Três aspectos fundamentais desse livro ainda precisam ser ressaltados. Em primeiro lugar, a questão da vulnerabilidade da cidade e da justiça (ou melhor, da injustiça) espacial - que se revelam na segregação espacial, na distribuição e apropriação desigual dos recursos e dos bens urbanos produzidos socialmente, na fragilidade ambiental - constitui um fio condutor que une todos os capítulos.
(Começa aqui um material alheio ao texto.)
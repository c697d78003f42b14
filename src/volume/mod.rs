//! Output volume control for the default render device
//!
//! The trait seam keeps the mute logic testable anywhere; the Windows
//! implementation binds the WASAPI endpoint volume interface.

#[cfg(target_os = "windows")]
mod endpoint;

#[cfg(target_os = "windows")]
pub use endpoint::{ComSession, EndpointVolume};

/// Errors from the audio endpoint.
#[derive(Debug, thiserror::Error)]
pub enum VolumeError {
    #[error("audio endpoint unavailable: {0}")]
    Endpoint(String),

    #[error("volume call failed: {0}")]
    Call(String),
}

/// Get/set of scalar volume and the hardware mute flag on the default
/// audio output device. Methods take `&mut self`: the implementation
/// is an exclusive handle owned by the monitor thread.
pub trait VolumeControl {
    /// Current master volume, scalar in [0, 1].
    fn volume(&mut self) -> Result<f32, VolumeError>;

    /// Set the master volume, scalar in [0, 1].
    fn set_volume(&mut self, level: f32) -> Result<(), VolumeError>;

    /// Hardware mute flag, independent of the scalar level.
    fn muted(&mut self) -> Result<bool, VolumeError>;

    fn set_muted(&mut self, muted: bool) -> Result<(), VolumeError>;
}
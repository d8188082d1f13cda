use serde::Serialize;
use urban_types::{PointOfInterest, ScreenPoint};

/// Offset from the cursor to the popup's top-left corner.
pub const POPUP_OFFSET: (f64, f64) = (10.0, -10.0);
pub const MAX_POPUP_REASONS: usize = 3;

/// Popup shown while the cursor rests on an AI-recommended marker.
#[derive(Debug, Clone, PartialEq, Serialize)]
pub struct HoverPopup {
    pub point: PointOfInterest,
    pub cursor: ScreenPoint,
}

impl HoverPopup {
    pub fn anchor(&self) -> ScreenPoint {
        self.cursor.offset(POPUP_OFFSET.0, POPUP_OFFSET.1)
    }

    pub fn top_reasons(&self) -> &[String] {
        let reasons = &self.point.reasons;
        &reasons[..reasons.len().min(MAX_POPUP_REASONS)]
    }
}

#[derive(Debug, Clone, Default)]
pub struct HoverController {
    popup: Option<HoverPopup>,
}

impl HoverController {
    pub fn new() -> Self {
        Self::default()
    }

    /// Show the popup for `point`. Manual points never get one.
    pub fn on_hover(&mut self, point: &PointOfInterest, cursor: ScreenPoint) -> bool {
        if !point.is_ai_recommendation {
            return false;
        }

        self.popup = Some(HoverPopup {
            point: point.clone(),
            cursor,
        });
        true
    }

    /// Hide the popup. Also bound to the popup's close button.
    pub fn on_leave(&mut self) {
        self.popup = None;
    }

    pub fn popup(&self) -> Option<&HoverPopup> {
        self.popup.as_ref()
    }
}
use crate::session::PromptOutcome;
use crate::tabs::Tab;
use urban_overlays::{AssetState, OverlayDatasets, PromptCatalogue};
use urban_types::{HealthResponse, OverlayCategory, ScreenPoint};

/// User interactions forwarded by a view.
#[derive(Debug, Clone, PartialEq)]
pub enum UiEvent {
    /// Marker or list-row click. List rows carry no pointer position.
    PointClicked { id: String, click_x: Option<f64> },
    PanelDismissed,
    FilterToggled { category: OverlayCategory, enabled: bool },
    TabSelected(Tab),
    PointHovered { id: String, cursor: ScreenPoint },
    PointLeft,
    InputChanged(String),
    PromptSubmitted,
    CancelPrompt,
    ShowPromptSelector,
    ShowChat,
    CategorySelected(usize),
    BackToCategories,
    PromptPicked(usize),
    RetryConnection,
    ClearHistory,
    ResetAiRecommendations,
    /// Transcript recommendation click, carrying the map point id it built
    /// (see `Recommendation::point_id`).
    RecommendationActivated(String),
    ViewportResized(f64),
    Shutdown,
}

/// Results of spawned I/O, fed back into the event loop.
#[derive(Debug)]
pub enum Completion {
    Chat(PromptOutcome),
    Health(urban_assistant::Result<HealthResponse>),
    HistoryDeleted(urban_assistant::Result<()>),
    Catalogue(AssetState<PromptCatalogue>),
    Datasets(OverlayDatasets),
}
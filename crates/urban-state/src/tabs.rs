use serde::{Deserialize, Serialize};
use std::fmt;
use std::str::FromStr;

/// Left-rail tab. `None` means the side panel is collapsed.
#[derive(Debug, Clone, Copy, Default, PartialEq, Eq, Hash, Serialize, Deserialize)]
#[serde(rename_all = "snake_case")]
pub enum Tab {
    #[default]
    Filters,
    PointsOfInterest,
    Assistant,
    None,
}

impl fmt::Display for Tab {
    fn fmt(&self, f: &mut fmt::Formatter<'_>) -> fmt::Result {
        let name = match self {
            Tab::Filters => "filters",
            Tab::PointsOfInterest => "poi",
            Tab::Assistant => "assistant",
            Tab::None => "none",
        };
        f.write_str(name)
    }
}

impl FromStr for Tab {
    type Err = String;

    fn from_str(s: &str) -> Result<Self, Self::Err> {
        match s.trim().to_ascii_lowercase().as_str() {
            "filters" | "filter" => Ok(Tab::Filters),
            "poi" | "points" | "points_of_interest" => Ok(Tab::PointsOfInterest),
            "assistant" | "ai" | "chat" => Ok(Tab::Assistant),
            "none" => Ok(Tab::None),
            other => Err(format!("Unknown tab: {}", other)),
        }
    }
}

/// What the assistant tab shows.
#[derive(Debug, Clone, Copy, Default, PartialEq, Eq, Serialize, Deserialize)]
#[serde(rename_all = "snake_case")]
pub enum AssistantPane {
    #[default]
    PromptSelector,
    Chat,
}

#[derive(Debug, Clone, Default)]
pub struct TabController {
    active: Tab,
    pane: AssistantPane,
}

impl TabController {
    pub fn new() -> Self {
        Self::default()
    }

    /// Select `tab`; selecting the active tab again collapses the panel.
    pub fn select(&mut self, tab: Tab) -> Tab {
        self.active = if tab == self.active { Tab::None } else { tab };
        self.active
    }

    /// Collapse the side panel regardless of the active tab.
    pub fn collapse(&mut self) {
        self.active = Tab::None;
    }

    pub fn active(&self) -> Tab {
        self.active
    }

    pub fn pane(&self) -> AssistantPane {
        self.pane
    }

    pub fn show_pane(&mut self, pane: AssistantPane) {
        self.pane = pane;
    }
}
Em segundo lugar, há uma correspondência temática clara, quase uma continuação, entre os 3 primeiros capítulos e os 3 seguintes: entre o capítulo 1 e o 4, entre o 2 e 5 e entre o 3 e o 6. Assim, a passagem da geohistória à geoficção não ocorre somente no interior dos 6 capítulos, e em especial nos 3 últimos, mas ao longo do trabalho como um todo, conferindo a sensação, que é evidentemente proposital por parte do autor, de que a nossa compreensão do mundo urbano pode se fundamentar facilmente tanto em análises de cidades reais como de cidades imaginárias sem divisões, hierarquizações ou passagens bruscas. Em terceiro e último lugar, mas não menos importante, o livro, que trata de inúmeras cidades, tanto reais quanto de ficção, confere uma análise rica e equilibrada, por meio de um texto de leitura extremamente clara e agradável, num verdadeiro deleite intelectual para aqueles que amam investigar a cidade sem se importar se ela existiu, existe ou existirá um dia no futuro, ainda que em algum ponto perdido desse nosso vasto universo.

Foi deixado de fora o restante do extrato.